Academic
Roots
Modern event processing grew its roots in the mid 1990’s, when academic research began at Cal Tech (Mani Chandy), Cambridge University (John Bates), and Stanford University (David Luckham). The focus of this research was to develop a new approach to process streaming event data by identifying complex sequences of events (event A followed by B, then C), with temporal constraints (within 20 minutes), spatial constraints (within 5 miles of each other), and to control complex actions as a result of these patterns (begin warning an operator at code yellow until another event, D, is detected within 5 seconds). An example of a CEP logic, written in a high-level representation of Apama's CEP programming language is shown at left.

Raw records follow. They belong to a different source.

//! Nodes of the trie and a read-only view into them.

use crate::{Prefix, PrefixTrie};

#[derive(Clone)]
pub(crate) struct Node {
    pub(crate) network: Prefix,
    pub(crate) parent: Option<usize>,
    pub(crate) left: Option<usize>,
    pub(crate) right: Option<usize>,
    /// Set for nodes that were attached by an insertion, as opposed to intermediate nodes.
    pub(crate) allocated: bool,
}

/// Tells [`PrefixTrie::traverse`] how to continue after visiting a node.
#[derive(Debug, Clone, Copy, PartialEq, Eq)]
pub enum Walk {
    /// Continue into the children of the current node.
    Descend,
    /// Do not visit the children of the current node. The rest of the traversal continues.
    Skip,
}

/// A read-only handle to a node of a [`PrefixTrie`], representing the subtree rooted at it.
#[derive(Clone, Copy)]
pub struct NodeRef<'a> {
    pub(crate) trie: &'a PrefixTrie,
    pub(crate) idx: usize,
}

impl std::fmt::Debug for NodeRef<'_> {
    fn fmt(&self, f: &mut std::fmt::Formatter<'_>) -> std::fmt::Result {
        f.debug_tuple("NodeRef").field(self.network()).finish()
    }
}

impl<'a> NodeRef<'a> {
    #[inline(always)]
    fn node(&self) -> &'a Node {
        &self.trie.table[self.idx]
    }

    #[inline(always)]
    fn at(&self, idx: usize) -> NodeRef<'a> {
        NodeRef {
            trie: self.trie,
            idx,
        }
    }

    /// The network this node represents.
    pub fn network(&self) -> &'a Prefix {
        &self.node().network
    }

    /// The parent node, `None` for the root.
    pub fn parent(&self) -> Option<NodeRef<'a>> {
        self.node().parent.map(|idx| self.at(idx))
    }

    /// The child covering the lower half of this network.
    pub fn left(&self) -> Option<NodeRef<'a>> {
        self.node().left.map(|idx| self.at(idx))
    }

    /// The child covering the upper half of this network.
    pub fn right(&self) -> Option<NodeRef<'a>> {
        self.node().right.map(|idx| self.at(idx))
    }

    /// Whether this node was attached by an insertion rather than created on the way down.
    pub fn is_allocated(&self) -> bool {
        self.node().allocated
    }

    /// Whether this node has no children, i.e., represents a fully allocated block.
    pub fn is_leaf(&self) -> bool {
        self.node().left.is_none() && self.node().right.is_none()
    }

    /// Whether this node has both children.
    pub fn is_full(&self) -> bool {
        self.node().left.is_some() && self.node().right.is_some()
    }

    /// Whether this node, or any of its descendants, has exactly one child. A leaf is never
    /// sparse.
    pub fn is_sparse(&self) -> bool {
        match (self.left(), self.right()) {
            (None, None) => false,
            (Some(left), Some(right)) => left.is_sparse() || right.is_sparse(),
            _ => true,
        }
    }

    /// The network of the missing child, if this node has exactly one child.
    pub fn unallocated(&self) -> Option<Prefix> {
        match (self.node().left, self.node().right) {
            (None, Some(_)) => self.network().left_child().ok(),
            (Some(_), None) => self.network().right_child().ok(),
            _ => None,
        }
    }

    /// Visit this node and its descendants in pre-order: the node itself, then the left
    /// subtree, then the right subtree. Returning [`Walk::Skip`] from `visit` prunes the
    /// children of the visited node only.
    pub fn traverse<F>(&self, mut visit: F)
    where
        F: FnMut(NodeRef<'a>) -> Walk,
    {
        let mut stack = vec![self.idx];
        while let Some(idx) = stack.pop() {
            if visit(self.at(idx)) == Walk::Skip {
                continue;
            }
            let node = &self.trie.table[idx];
            stack.extend(node.right);
            stack.extend(node.left);
        }
    }
}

Commercial Software Vendors
Commercial software companies were created based on this research. Chandy’s work spawned the iSpheres (acquired by Avaya last year), and Bates co-founded Apama with Giles Nelson in 1999. In 2002, Luckham published a book called: "The Power of Events: An Introduction to Complex Event Processing in Distributed Enterprise Systems" that helped popularize the term “complex event processing,” or CEP. In 2003, two more vendors were founded - Coral8 (Stanford) and StreamBase (MIT / Brown / Brandeis; Michael Stonebraker / Stan Zdonick / Mitch Cherniack). TIBCO BusinessEvents entered the market in 2004 as well. Other CEP firms include Kaskad, Aptsoft, and Aleri Labs.
Application Use Cases
Recently CEP has experienced rapid growth and adoption, and has publically recognized in a variety of industries with documented use cases. Capital markets was the first market to heavily utilize CEP it forms the basis of algorithmic trading (read this tutorial on algorithmic trading) applications in top firms like Deutsche Bank, ABN Amro, and JP Morgan (read this tutorial on CEP and algorithmic trading in Doctor Dobb's). Aleri Labs has deployed algorithmic FX pricing engines at Commerzbank. Apama's CEP engine has been customized as an algorithmic trading platform through the addition of market connectivity, algorithms, and pre-packaged user interfaces that implement user interfaces such as algorithmic order management, market aggregation, and trading surveillance (details here). Other uses have published from other applications in the capital markets, such as exchange surveillance (e.g., Kaskad's at the Boston Stock Exchange), and in smart order routing (SRO), market making, MiFID compliance (Microsoft and Apama and Aleri Labs), bond pricing, and more. Outside of capital markets, CEP has been applied to a wide range of other applications. Another significant area of adoption for CEP in in the travel industry, where TIBCO's BusinessEvents was selected for Airlines Operations Monitoring by Air France / KLM, and many other airlines have announced projects to automate operations. TIBCO has announced the use of their CEP product in telecommunications, used by Telecom Italia for their entertainment-on-demand portal. Coral8 is being used for patient care in the health care industry, StreamBase is being used in the gaming industry, and Apama is used to manage real-time supply chain and retail operations in a deployed item-level RFID tagging systems like BGN in Holland.
The Event Processing Market
As a result,
the event processing market is now considered an independent
software market, and includes commercial software for complex event
processing (CEP), business activity monitoring, and event data
management (aka data stream management). Gartner
announced its inaugural event processing industry event which will
cover event processing and BAM, firms like
AITE group and
Bloor have published reports on the event processing industry and
software vendors and applications.
So CEP is now being labeled as a new paradigm of computing as being compared to business intelligence in terms of potential impact on the market as a way to monitor, analyze, and act on events of any type, as a way to add intelligence and action to events in any kind of application.